Task instructions: Return, from the listing below, each line where the word "crate" appears.
——
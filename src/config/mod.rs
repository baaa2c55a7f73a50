//! Configuration management for the letter trainer

pub mod file;

use std::collections::HashMap;
use std::path::Path;
use std::time::Duration;

use crate::letter::ALPHABET_LEN;
use crate::phonetic::Lexicon;
use crate::recognition::RecognitionOptions;
use crate::{Error, Result};

use file::ConfigFile;

/// Trainer configuration
#[derive(Debug, Clone, Default)]
pub struct Config {
    /// Round rules
    pub session: SessionConfig,

    /// Options handed to the recognizer
    pub recognition: RecognitionOptions,

    /// Extra spoken forms keyed by letter
    pub lexicon_extra: HashMap<String, Vec<String>>,
}

/// Round rules
#[derive(Debug, Clone, PartialEq, Eq)]
pub struct SessionConfig {
    /// Letters per round, drawn without repetition
    pub sequence_length: usize,

    /// Attempts per letter; one retry with the default of 2
    pub max_attempts: u8,

    /// How long a correct answer's cue gets before the next letter
    pub correct_settle: Duration,

    /// Correct answers needed for the win cue
    pub win_threshold: usize,
}

impl Default for SessionConfig {
    fn default() -> Self {
        Self {
            sequence_length: 10,
            max_attempts: 2,
            correct_settle: Duration::from_millis(2000),
            win_threshold: 8,
        }
    }
}

impl SessionConfig {
    /// Win threshold for a round length when none is configured: 80%, rounded up
    #[must_use]
    pub const fn default_win_threshold(sequence_length: usize) -> usize {
        (sequence_length * 8).div_ceil(10)
    }

    /// Check the rules are playable
    ///
    /// # Errors
    ///
    /// Returns error if the sequence length is outside 1..=26, no attempts are
    /// allowed, or the win threshold exceeds the sequence length
    pub fn validate(&self) -> Result<()> {
        if !(1..=ALPHABET_LEN).contains(&self.sequence_length) {
            return Err(Error::Config(format!(
                "sequence_length must be between 1 and {ALPHABET_LEN}, got {}",
                self.sequence_length
            )));
        }

        if self.max_attempts == 0 {
            return Err(Error::Config("max_attempts must be at least 1".to_string()));
        }

        if self.win_threshold > self.sequence_length {
            return Err(Error::Config(format!(
                "win_threshold {} exceeds sequence_length {}",
                self.win_threshold, self.sequence_length
            )));
        }

        Ok(())
    }
}

impl Config {
    /// Load configuration from the standard file and the environment
    ///
    /// # Errors
    ///
    /// Returns error if the resulting configuration is invalid
    pub fn load() -> Result<Self> {
        Self::load_from(None)
    }

    /// Load configuration, reading `path` instead of the standard file when given
    ///
    /// # Errors
    ///
    /// Returns error if an explicit file cannot be read or parsed, or if the
    /// resulting configuration is invalid
    pub fn load_from(path: Option<&Path>) -> Result<Self> {
        let fc = match path {
            Some(path) => file::read_config_file(path)?,
            None => file::load_config_file(),
        };

        Self::from_sources(fc, |key| std::env::var(key).ok())
    }

    /// Merge a config file with an environment lookup (env > toml > default)
    ///
    /// # Errors
    ///
    /// Returns error if the merged session rules or lexicon keys are invalid
    pub fn from_sources(fc: ConfigFile, env: impl Fn(&str) -> Option<String>) -> Result<Self> {
        let defaults = SessionConfig::default();

        let sequence_length = env("LETTER_COACH_SEQUENCE_LENGTH")
            .and_then(|s| s.parse().ok())
            .or(fc.session.sequence_length)
            .unwrap_or(defaults.sequence_length);

        let session = SessionConfig {
            sequence_length,
            max_attempts: env("LETTER_COACH_MAX_ATTEMPTS")
                .and_then(|s| s.parse().ok())
                .or(fc.session.max_attempts)
                .unwrap_or(defaults.max_attempts),
            correct_settle: env("LETTER_COACH_SETTLE_MS")
                .and_then(|s| s.parse().ok())
                .or(fc.session.correct_settle_ms)
                .map_or(defaults.correct_settle, Duration::from_millis),
            win_threshold: env("LETTER_COACH_WIN_THRESHOLD")
                .and_then(|s| s.parse().ok())
                .or(fc.session.win_threshold)
                .unwrap_or_else(|| SessionConfig::default_win_threshold(sequence_length)),
        };
        session.validate()?;

        let recognition = RecognitionOptions {
            language: env("LETTER_COACH_LANGUAGE")
                .or(fc.recognition.language)
                .unwrap_or_else(|| RecognitionOptions::default().language),
        };

        let config = Self {
            session,
            recognition,
            lexicon_extra: fc.lexicon.extra,
        };

        // Surface bad lexicon keys at load time rather than at round start
        config.lexicon()?;

        Ok(config)
    }

    /// Build the lexicon: built-in forms plus configured extras
    ///
    /// # Errors
    ///
    /// Returns error if an extra-forms key is not a letter
    pub fn lexicon(&self) -> Result<Lexicon> {
        if self.lexicon_extra.is_empty() {
            return Ok(Lexicon::builtin());
        }
        Lexicon::with_extra_forms(&self.lexicon_extra)
    }
}

#[cfg(test)]
mod tests {
    use super::*;
    use crate::letter::Letter;

    fn no_env(_: &str) -> Option<String> {
        None
    }

    fn parse(toml: &str) -> ConfigFile {
        toml::from_str(toml).unwrap()
    }

    #[test]
    fn defaults() {
        let config = Config::from_sources(ConfigFile::default(), no_env).unwrap();
        assert_eq!(config.session, SessionConfig::default());
        assert_eq!(config.session.sequence_length, 10);
        assert_eq!(config.session.max_attempts, 2);
        assert_eq!(config.session.correct_settle, Duration::from_secs(2));
        assert_eq!(config.session.win_threshold, 8);
        assert_eq!(config.recognition.language, "en-US");
    }

    #[test]
    fn file_overlays_defaults() {
        let fc = parse(
            r#"
            [session]
            sequence_length = 5
            win_threshold = 4

            [recognition]
            language = "en-GB"

            [lexicon.extra]
            Z = ["zeta"]
            "#,
        );
        let config = Config::from_sources(fc, no_env).unwrap();

        assert_eq!(config.session.sequence_length, 5);
        assert_eq!(config.session.win_threshold, 4);
        assert_eq!(config.session.max_attempts, 2);
        assert_eq!(config.recognition.language, "en-GB");

        let lexicon = config.lexicon().unwrap();
        assert!(lexicon
            .forms(Letter::from_char('z').unwrap())
            .contains(&"zeta".to_string()));
    }

    #[test]
    fn env_beats_file() {
        let fc = parse("[session]\nmax_attempts = 3\n[recognition]\nlanguage = \"fr-FR\"");
        let env = |key: &str| match key {
            "LETTER_COACH_MAX_ATTEMPTS" => Some("4".to_string()),
            "LETTER_COACH_SETTLE_MS" => Some("250".to_string()),
            "LETTER_COACH_SEQUENCE_LENGTH" => Some("not a number".to_string()),
            _ => None,
        };
        let config = Config::from_sources(fc, env).unwrap();

        assert_eq!(config.session.max_attempts, 4);
        assert_eq!(config.session.correct_settle, Duration::from_millis(250));
        assert_eq!(config.session.sequence_length, 10);
        assert_eq!(config.recognition.language, "fr-FR");
    }

    #[test]
    fn threshold_follows_length_unless_set() {
        let env = |key: &str| (key == "LETTER_COACH_SEQUENCE_LENGTH").then(|| "5".to_string());
        let config = Config::from_sources(ConfigFile::default(), env).unwrap();
        assert_eq!(config.session.sequence_length, 5);
        assert_eq!(config.session.win_threshold, 4);

        let config = Config::from_sources(parse("[session]\nsequence_length = 1"), no_env).unwrap();
        assert_eq!(config.session.win_threshold, 1);

        let config = Config::from_sources(
            parse("[session]\nsequence_length = 6\nwin_threshold = 6"),
            no_env,
        )
        .unwrap();
        assert_eq!(config.session.win_threshold, 6);

        assert_eq!(SessionConfig::default_win_threshold(10), 8);
        assert_eq!(SessionConfig::default_win_threshold(26), 21);
    }

    #[test]
    fn rejects_unplayable_rules() {
        for toml in [
            "[session]\nsequence_length = 0",
            "[session]\nsequence_length = 27",
            "[session]\nmax_attempts = 0",
            "[session]\nsequence_length = 5\nwin_threshold = 6",
        ] {
            assert!(
                matches!(Config::from_sources(parse(toml), no_env), Err(Error::Config(_))),
                "{toml}"
            );
        }
    }

    #[test]
    fn rejects_bad_lexicon_keys() {
        let fc = parse("[lexicon.extra]\nbee = [\"b\"]");
        assert!(matches!(
            Config::from_sources(fc, no_env),
            Err(Error::Config(_))
        ));
    }

    #[test]
    fn explicit_file_must_parse() {
        let dir = tempfile::tempdir().unwrap();
        let path = dir.path().join("config.toml");

        std::fs::write(&path, "[session]\nsequence_length = 6\n").unwrap();
        let session = Config::load_from(Some(&path)).unwrap().session;
        assert_eq!(session.sequence_length, 6);
        assert_eq!(session.win_threshold, 5);

        std::fs::write(&path, "[session\n").unwrap();
        assert!(matches!(Config::load_from(Some(&path)), Err(Error::Toml(_))));

        let missing = dir.path().join("missing.toml");
        assert!(matches!(Config::load_from(Some(&missing)), Err(Error::Io(_))));
    }
}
——
The completed task:
use crate::letter::ALPHABET_LEN;
use crate::phonetic::Lexicon;
use crate::recognition::RecognitionOptions;
use crate::{Error, Result};
    use crate::letter::Letter;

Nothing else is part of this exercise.